RTE: A decade ago I saw people like that a little further north near the Mongolian border in Altai, Siberia. Along with the Altai who have obvious Mongol roots, they are a second native ethnic group. The Russians call them “Turks,” although they know they aren’t from Turkey, to differentiate them from the Mongolians and Chinese.

GEORGE: Yes, exactly. These people moved up into Altai through Mongolia. They were from below Kalbin, in northern Asia.

RTE: I was recently told by a woman from the Urals that there is a wide- spread Siberian tradition that St. Andrew preached as far north as the present-day village of Kazanskoe in the Russian Urals, and prophesied that there would be widespread Christianity there someday. The village has a church dedicated to him.

GEORGE: Yes, and there are many other Russian traditions about his visiting Altai, Novgorod, Karelia, and Kiev.

St. Andrew returned from Altai, and, still following the footsteps of local traditions, he would have taken a different route to the Caspian Sea through the steppes where, according to many early traditions and texts, he preached to the Alans. From there he went to Kurdistan, where he was nearly martyred. He escaped, however, and returned to Jerusalem.



[1] St. Stachys, first bishop of Byzantium (later Constantinople), feast day October 31.

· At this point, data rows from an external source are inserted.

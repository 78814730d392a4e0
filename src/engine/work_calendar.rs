// ==========================================
// 车间排产引擎 - 工作日历
// ==========================================
// 职责: 工作时段与休息时段建模,计算可用子时段
// 输入: CalendarConfig (每天相同)
// 输出: 下一个可工作时刻 / 下一个边界 (休息开始或下班)
// 红线: 工序不跨休息、不跨日拆分
// ==========================================
// 休息时段规范化规则:
// 1) end <= start 的休息时段丢弃并记录提示
// 2) 超出 [work_start, work_end) 的部分裁剪,裁剪后为空则丢弃
// 3) 重叠或相接的休息时段合并
// ==========================================

use crate::config::error::{ConfigError, ConfigResult};
use crate::config::planner_config::{BreakWindow, CalendarConfig};
use crate::domain::schedule::ValidationNote;
use chrono::{Duration, NaiveDate, NaiveDateTime, NaiveTime};
use tracing::debug;

/// 工时 → 时长（毫秒精度）
pub fn hours_to_duration(hours: f64) -> Duration {
    Duration::milliseconds((hours * 3_600_000.0).round() as i64)
}

/// 时长 → 工时
pub fn duration_to_hours(duration: Duration) -> f64 {
    duration.num_milliseconds() as f64 / 3_600_000.0
}

// ==========================================
// SubInterval - 子时段 [start, end)
// ==========================================
#[derive(Debug, Clone, Copy, PartialEq, Eq)]
pub struct SubInterval {
    pub start: NaiveTime,
    pub end: NaiveTime,
}

impl SubInterval {
    pub fn span(&self) -> Duration {
        self.end - self.start
    }

    fn contains(&self, time: NaiveTime) -> bool {
        self.start <= time && time < self.end
    }
}

// ==========================================
// WorkCalendar - 工作日历
// ==========================================
#[derive(Debug, Clone)]
pub struct WorkCalendar {
    work_start: NaiveTime,
    work_end: NaiveTime,
    breaks: Vec<BreakWindow>,
    sub_intervals: Vec<SubInterval>,
}

impl WorkCalendar {
    /// 从配置构建工作日历
    ///
    /// # 返回
    /// - Ok((WorkCalendar, 校验提示))
    /// - Err(ConfigError): 上下班时间倒置,或休息覆盖整个工作日
    pub fn from_config(config: &CalendarConfig) -> ConfigResult<(Self, Vec<ValidationNote>)> {
        if config.work_end <= config.work_start {
            return Err(ConfigError::invalid(
                "calendar.work_end",
                config.work_end,
                "下班时间必须晚于上班时间",
            ));
        }

        let mut notes = Vec::new();
        let breaks = Self::normalize_breaks(config, &mut notes);

        // 切分子时段
        let mut sub_intervals = Vec::new();
        let mut cursor = config.work_start;
        for b in &breaks {
            if b.start > cursor {
                sub_intervals.push(SubInterval {
                    start: cursor,
                    end: b.start,
                });
            }
            cursor = cursor.max(b.end);
        }
        if config.work_end > cursor {
            sub_intervals.push(SubInterval {
                start: cursor,
                end: config.work_end,
            });
        }

        if sub_intervals.is_empty() {
            return Err(ConfigError::EmptyCalendar(format!(
                "休息时段覆盖了整个工作时间 {}-{}",
                config.work_start.format("%H:%M"),
                config.work_end.format("%H:%M")
            )));
        }

        debug!(
            sub_interval_count = sub_intervals.len(),
            break_count = breaks.len(),
            "工作日历构建完成"
        );

        Ok((
            Self {
                work_start: config.work_start,
                work_end: config.work_end,
                breaks,
                sub_intervals,
            },
            notes,
        ))
    }

    fn normalize_breaks(config: &CalendarConfig, notes: &mut Vec<ValidationNote>) -> Vec<BreakWindow> {
        let mut valid = Vec::new();

        for b in &config.breaks {
            let subject = format!("break {}-{}", b.start.format("%H:%M"), b.end.format("%H:%M"));

            if b.end <= b.start {
                notes.push(ValidationNote::new(subject, "休息结束时间不晚于开始时间,已忽略"));
                continue;
            }

            let start = b.start.max(config.work_start);
            let end = b.end.min(config.work_end);
            if end <= start {
                notes.push(ValidationNote::new(subject, "休息时段不在工作时间内,已忽略"));
                continue;
            }
            if start != b.start || end != b.end {
                notes.push(ValidationNote::new(
                    subject,
                    format!(
                        "休息时段超出工作时间,已裁剪为 {}-{}",
                        start.format("%H:%M"),
                        end.format("%H:%M")
                    ),
                ));
            }
            valid.push(BreakWindow::new(start, end));
        }

        valid.sort_by_key(|b| (b.start, b.end));

        // 合并重叠/相接的休息时段
        let mut merged: Vec<BreakWindow> = Vec::with_capacity(valid.len());
        for b in valid {
            match merged.last_mut() {
                Some(last) if b.start <= last.end => {
                    last.end = last.end.max(b.end);
                }
                _ => merged.push(b),
            }
        }
        merged
    }

    // ==========================================
    // 查询方法
    // ==========================================

    pub fn work_start(&self) -> NaiveTime {
        self.work_start
    }

    pub fn work_end(&self) -> NaiveTime {
        self.work_end
    }

    /// 规范化后的休息时段
    pub fn breaks(&self) -> &[BreakWindow] {
        &self.breaks
    }

    pub fn sub_intervals(&self) -> &[SubInterval] {
        &self.sub_intervals
    }

    /// 最长子时段（单个工序的工时上限）
    pub fn longest_sub_interval(&self) -> Duration {
        self.sub_intervals
            .iter()
            .map(SubInterval::span)
            .max()
            .unwrap_or_else(Duration::zero)
    }

    /// 每日净工作工时（扣除休息）
    pub fn working_hours_per_day(&self) -> f64 {
        self.sub_intervals
            .iter()
            .map(|si| duration_to_hours(si.span()))
            .sum()
    }

    /// 某天的上班时刻
    pub fn day_start(&self, date: NaiveDate) -> NaiveDateTime {
        date.and_time(self.work_start)
    }

    /// 判断时刻是否处于工作子时段内
    pub fn is_working_moment(&self, t: NaiveDateTime) -> bool {
        self.sub_intervals.iter().any(|si| si.contains(t.time()))
    }

    // ==========================================
    // 核心方法
    // ==========================================

    /// 返回 t 当时或之后最近的可工作时刻
    ///
    /// - 位于子时段内: 原样返回
    /// - 位于休息/上班前: 推到下一个子时段开始
    /// - 下班后: 推到次日第一个子时段开始
    pub fn next_working_moment(&self, t: NaiveDateTime) -> Option<NaiveDateTime> {
        let date = t.date();
        let time = t.time();

        for si in &self.sub_intervals {
            if time < si.end {
                return Some(date.and_time(time.max(si.start)));
            }
        }

        let first = self.sub_intervals.first()?;
        date.succ_opt().map(|next| next.and_time(first.start))
    }

    /// 返回从 t 开始工作时遇到的第一个边界（休息开始或下班）
    ///
    /// t 不在工作时段内时,先按 next_working_moment 前推
    pub fn next_boundary(&self, t: NaiveDateTime) -> Option<NaiveDateTime> {
        let moment = self.next_working_moment(t)?;
        self.sub_intervals
            .iter()
            .find(|si| si.contains(moment.time()))
            .map(|si| moment.date().and_time(si.end))
    }

    /// 判断 [start, end) 是否完整位于某一子时段内
    pub fn fits_in_sub_interval(&self, start: NaiveDateTime, end: NaiveDateTime) -> bool {
        if end.date() != start.date() || end < start {
            return false;
        }
        self.sub_intervals
            .iter()
            .any(|si| si.contains(start.time()) && end.time() <= si.end)
    }
}

// ==========================================
// 测试模块
// ==========================================
#[cfg(test)]
mod tests {
    use super::*;

    fn t(hour: u32, minute: u32) -> NaiveTime {
        NaiveTime::from_hms_opt(hour, minute, 0).unwrap()
    }

    fn day() -> NaiveDate {
        NaiveDate::from_ymd_opt(2026, 3, 10).unwrap()
    }

    fn at(hour: u32, minute: u32) -> NaiveDateTime {
        day().and_time(t(hour, minute))
    }

    fn create_test_calendar(breaks: Vec<(NaiveTime, NaiveTime)>) -> (WorkCalendar, Vec<ValidationNote>) {
        let config = CalendarConfig {
            work_start: t(9, 0),
            work_end: t(17, 0),
            breaks: breaks
                .into_iter()
                .map(|(s, e)| BreakWindow::new(s, e))
                .collect(),
        };
        WorkCalendar::from_config(&config).unwrap()
    }

    #[test]
    fn test_default_lunch_break_splits_day() {
        let (calendar, notes) = create_test_calendar(vec![(t(13, 0), t(14, 0))]);
        assert!(notes.is_empty());
        assert_eq!(
            calendar.sub_intervals(),
            &[
                SubInterval { start: t(9, 0), end: t(13, 0) },
                SubInterval { start: t(14, 0), end: t(17, 0) },
            ]
        );
        assert_eq!(calendar.working_hours_per_day(), 7.0);
        assert_eq!(calendar.longest_sub_interval(), Duration::hours(4));
    }

    #[test]
    fn test_next_working_moment() {
        let (calendar, _) = create_test_calendar(vec![(t(13, 0), t(14, 0))]);

        // 上班前
        assert_eq!(calendar.next_working_moment(at(7, 30)), Some(at(9, 0)));
        // 工作中
        assert_eq!(calendar.next_working_moment(at(10, 15)), Some(at(10, 15)));
        // 休息开始时刻属于休息
        assert_eq!(calendar.next_working_moment(at(13, 0)), Some(at(14, 0)));
        assert_eq!(calendar.next_working_moment(at(13, 40)), Some(at(14, 0)));
        // 下班后 → 次日
        let next_day = day().succ_opt().unwrap().and_time(t(9, 0));
        assert_eq!(calendar.next_working_moment(at(17, 0)), Some(next_day));
        assert_eq!(calendar.next_working_moment(at(22, 0)), Some(next_day));
    }

    #[test]
    fn test_next_boundary() {
        let (calendar, _) = create_test_calendar(vec![(t(13, 0), t(14, 0))]);
        assert_eq!(calendar.next_boundary(at(9, 0)), Some(at(13, 0)));
        assert_eq!(calendar.next_boundary(at(12, 59)), Some(at(13, 0)));
        assert_eq!(calendar.next_boundary(at(13, 30)), Some(at(17, 0)));
        assert_eq!(calendar.next_boundary(at(16, 0)), Some(at(17, 0)));
    }

    #[test]
    fn test_invalid_and_out_of_range_breaks_are_noted() {
        let (calendar, notes) = create_test_calendar(vec![
            (t(12, 0), t(11, 0)), // 倒置
            (t(18, 0), t(19, 0)), // 下班后
            (t(8, 0), t(9, 30)),  // 跨上班时间 → 裁剪
        ]);
        assert_eq!(notes.len(), 3);
        assert_eq!(calendar.breaks(), &[BreakWindow::new(t(9, 0), t(9, 30))]);
        assert_eq!(calendar.next_working_moment(at(9, 0)), Some(at(9, 30)));
    }

    #[test]
    fn test_overlapping_breaks_are_merged() {
        let (calendar, notes) = create_test_calendar(vec![
            (t(12, 30), t(13, 30)),
            (t(13, 0), t(14, 0)),
            (t(14, 0), t(14, 15)),
        ]);
        assert!(notes.is_empty());
        assert_eq!(calendar.breaks(), &[BreakWindow::new(t(12, 30), t(14, 15))]);
        assert_eq!(calendar.sub_intervals().len(), 2);
    }

    #[test]
    fn test_break_covering_whole_day_is_config_error() {
        let config = CalendarConfig {
            work_start: t(9, 0),
            work_end: t(17, 0),
            breaks: vec![BreakWindow::new(t(8, 0), t(18, 0))],
        };
        assert!(matches!(
            WorkCalendar::from_config(&config),
            Err(ConfigError::EmptyCalendar(_))
        ));
    }

    #[test]
    fn test_fits_in_sub_interval() {
        let (calendar, _) = create_test_calendar(vec![(t(13, 0), t(14, 0))]);
        assert!(calendar.fits_in_sub_interval(at(9, 0), at(13, 0)));
        assert!(!calendar.fits_in_sub_interval(at(12, 0), at(14, 30)));
        assert!(calendar.fits_in_sub_interval(at(14, 0), at(17, 0)));
        assert!(!calendar.fits_in_sub_interval(at(16, 0), at(17, 30)));
    }

    #[test]
    fn test_hours_duration_conversion() {
        assert_eq!(hours_to_duration(1.5), Duration::minutes(90));
        assert_eq!(duration_to_hours(Duration::minutes(45)), 0.75);
    }
}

[2] Hieromonk Epiphanius: Ninth century historian and priestmonk of Moni Kallistraton in Constantinople, who wrote a life of Saint Andrew: “Epiphanii Monachi et Presbyteri – de Vita et Actibus et Morte Sancti, et Plane Laudandi, et Primi Vocati Inter Apostolos Andrae” [in P.G. Migne, vol. 120]. He is also the author of the old- est extant Life of the Theotokos (P.G. Migne, vol. 120.). Epiphanius deeply venerated St. Andrew and tried to recreate his journeys based on ancient sources. Traveling extensively in the areas St. Andrew was known to have been, he gathered many local traditions and texts connected with the apostle’s missionary journeys. It was a magnificent work for his era. Some of his passages concerning the martyrdom of St. Andrew are identical with the apocryphal “Acts of Andrew,” and it is very likely that he also used Leucius Charinus’ text.